In a judgment of 19 June 2024, the Cour de Cassation confirmed the nullity of a mutually agreed termination for lack of the employer’s consent. Indeed, it considered that the intentional concealment by the employee of information critical to the employer’s consent (namely the employee’s plan to engage in a competing activity) with a view to signing a mutually agreed termination results in the nullity of the latter for lack of consent. The Cour de Cassation adds, in an unprecedented manner, that the annulment of the mutually agreed termination for lack of consent of the employer produces the effects of a resignation. The employee must therefore repay the mutually agreed termination compensation to his former employer, and pay compensation for the notice period not worked (Cass. Soc, 19 June 2024, No. 23-10.817).

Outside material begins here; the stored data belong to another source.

use crate::document::DocumentFormat;
use crate::error::{IndexError, IoContext, Result};
use serde::{Deserialize, Serialize};
use std::cmp::Ordering;
use std::fs;
use std::path::{Path, PathBuf};

/// Unique identifier for a document in the index
pub type DocId = u32;

/// Unique identifier for a vocabulary term
pub type TermId = u32;

/// Run number, assigned sequentially from 0
pub type RunId = usize;

/// One term occurring in one document, with its in-document frequency.
///
/// Ordered by `(term_id, doc_id)`, which is the order of run files and of
/// the merged stream. The frequency does not take part in the ordering.
#[derive(Debug, Clone, Copy, PartialEq, Eq, Hash)]
pub struct DocumentTerm {
    pub term_id: TermId,
    pub doc_id: DocId,
    pub frequency: u32,
}

impl DocumentTerm {
    pub fn new(term_id: TermId, doc_id: DocId, frequency: u32) -> Self {
        Self {
            term_id,
            doc_id,
            frequency,
        }
    }

    #[inline]
    pub fn key(&self) -> (TermId, DocId) {
        (self.term_id, self.doc_id)
    }
}

impl Ord for DocumentTerm {
    fn cmp(&self, other: &Self) -> Ordering {
        self.key()
            .cmp(&other.key())
            .then(self.frequency.cmp(&other.frequency))
    }
}

impl PartialOrd for DocumentTerm {
    fn partial_cmp(&self, other: &Self) -> Option<Ordering> {
        Some(self.cmp(other))
    }
}

/// Posting entry - a document containing a term, and how often
#[derive(Debug, Clone, Copy, PartialEq, Eq)]
pub struct Posting {
    pub doc_id: DocId,
    pub frequency: u32,
}

impl Posting {
    pub fn new(doc_id: DocId, frequency: u32) -> Self {
        Self { doc_id, frequency }
    }
}

/// The complete posting list of a single term
#[derive(Debug, Clone, PartialEq, Eq)]
pub struct TermPostings {
    pub term_id: TermId,
    pub postings: Vec<Posting>,
}

impl TermPostings {
    /// Document frequency: the number of documents containing the term
    pub fn df(&self) -> usize {
        self.postings.len()
    }
}

/// Index metadata stored in meta.json
#[derive(Debug, Clone, Serialize, Deserialize)]
pub struct IndexMeta {
    pub version: u32,
    pub corpus_path: PathBuf,
    pub doc_count: u32,
    pub vocabulary_size: u32,
    pub run_count: usize,
    pub run_size: usize,
    /// Sum of df over all terms
    pub posting_count: u64,
    pub total_tokens: u64,
    pub created_at: u64,
}

impl Default for IndexMeta {
    fn default() -> Self {
        Self {
            version: 1,
            corpus_path: PathBuf::new(),
            doc_count: 0,
            vocabulary_size: 0,
            run_count: 0,
            run_size: 0,
            posting_count: 0,
            total_tokens: 0,
            created_at: 0,
        }
    }
}

/// Configuration for the indexer
#[derive(Debug, Clone, Serialize, Deserialize)]
#[serde(default)]
pub struct IndexConfig {
    /// Directory receiving every artifact of the build
    pub output_dir: PathBuf,
    /// Maximum number of records held in memory before a run is spilled
    pub run_size: usize,
    /// Write the gap, variable-byte and gamma outputs
    pub compress: bool,
    /// Keep run files after a successful merge
    pub keep_runs: bool,
    /// Lowercase tokens before they reach the vocabulary
    pub case_fold: bool,
    /// Plain text, HTML, or chosen per document by file extension
    pub format: DocumentFormat,
    /// Parse the documents of a batch in parallel
    pub parallel_parse: bool,
    /// Number of documents read from the corpus at a time
    pub parse_batch_size: usize,
    /// Capacity (in documents) of the queue feeding the run spiller
    pub channel_capacity: usize,
    /// Show progress bars
    pub progress: bool,
}

impl Default for IndexConfig {
    fn default() -> Self {
        Self {
            output_dir: PathBuf::from("data"),
            run_size: 1_000_000,
            compress: true,
            keep_runs: false,
            case_fold: true,
            format: DocumentFormat::Auto,
            parallel_parse: true,
            parse_batch_size: 256,
            channel_capacity: 64,
            progress: true,
        }
    }
}

impl IndexConfig {
    /// Load a config from a JSON file. Missing fields take their defaults.
    pub fn load(path: &Path) -> Result<Self> {
        let content = fs::read_to_string(path).with_path(path)?;
        let config: IndexConfig = serde_json::from_str(&content)?;
        config.validate()?;
        Ok(config)
    }

    pub fn validate(&self) -> Result<()> {
        if self.run_size == 0 {
            return Err(IndexError::Config("run_size must be at least 1".into()));
        }
        if self.parse_batch_size == 0 {
            return Err(IndexError::Config(
                "parse_batch_size must be at least 1".into(),
            ));
        }
        if self.channel_capacity == 0 {
            return Err(IndexError::Config(
                "channel_capacity must be at least 1".into(),
            ));
        }
        Ok(())
    }
}

#[cfg(test)]
mod tests {
    use super::*;

    #[test]
    fn test_document_term_order() {
        let mut records = vec![
            DocumentTerm::new(2, 0, 1),
            DocumentTerm::new(0, 5, 3),
            DocumentTerm::new(0, 1, 1),
            DocumentTerm::new(1, 0, 2),
        ];
        records.sort();
        let keys: Vec<_> = records.iter().map(DocumentTerm::key).collect();
        assert_eq!(keys, vec![(0, 1), (0, 5), (1, 0), (2, 0)]);
    }

    #[test]
    fn test_config_partial_json() {
        let config: IndexConfig = serde_json::from_str(r#"{"run_size": 10}"#).unwrap();
        assert_eq!(config.run_size, 10);
        assert_eq!(config.output_dir, PathBuf::from("data"));
        assert!(config.compress);
        assert_eq!(config.format, DocumentFormat::Auto);

        let config: IndexConfig = serde_json::from_str(r#"{"format": "text"}"#).unwrap();
        assert_eq!(config.format, DocumentFormat::Text);
    }

    #[test]
    fn test_config_rejects_zero_run_size() {
        let config = IndexConfig {
            run_size: 0,
            ..IndexConfig::default()
        };
        assert!(matches!(config.validate(), Err(IndexError::Config(_))));
    }
}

ECONOMIC DISMISSAL: The fault of the employer at the origin of the economic difficulties deprives the dismissal of a real and serious cause.
In a judgment of 29 May 2024, the Cour de Cassation stated as a reminder that, when the economic difficulties invoked in support of a dismissal result from the employer’s wrongful actions, the dismissal is then devoid of real and serious cause. In this case, while the economic difficulties were established, they followed a decision by the employer to set up part of its activity without the necessary administrative authorization. This decision falling within his sole competence and responsibility, the economic difficulties therefore resulted from wrongful actions, thus depriving the dismissal of a real and serious cause (Cass. Soc, 29 May 2024, No. 22-10.654).
SEVERANCE PAY: Therapeutic part-time work must be neutralized for the calculation of severance pay.
In a judgment of 12 June 2024, the Cour de Cassation stated as a reminder that periods of work carried out within the framework of therapeutic part-time arrangements must, to avoid discrimination based on the employee’s health condition, be neutralized for the calculation of severance pay. It then specified that, in this context, the reference salary to be taken into account is that which the employee received before switching to part-time work and, where applicable, before the preceding sick leave (Cass. Soc, 12 June 2024, No. 23-13.975).
REMUNERATION BASED ON THE NUMBER OF DAYS WORKED (FORFAIT-JOURS) AND SYNTEC: Extension of the amendment of 13 December 2022
From 1 July 2024, amendment No. 2 of 13 December 2022 concerning the forfait-jours shall be applicable to all companies subject to the SYNTEC collective agreement. The amendment provides for several new features. On the one hand, it broadens the scope of the beneficiaries of the forfait-jours: this possibility is now open to executives falling under position 2.3 and receiving a salary at least equal to 122% of the minimum salary applicable to their classification. On the other hand, only one annual interview is now mandatory to monitor employees under forfait-jours arrangements. Finally, companies with more than 250 employees will have to appoint a disconnection representative responsible for sensitizing employees and employers to the importance of disconnection (Order of 12 June 2024, Official Journal of 20 June 2024).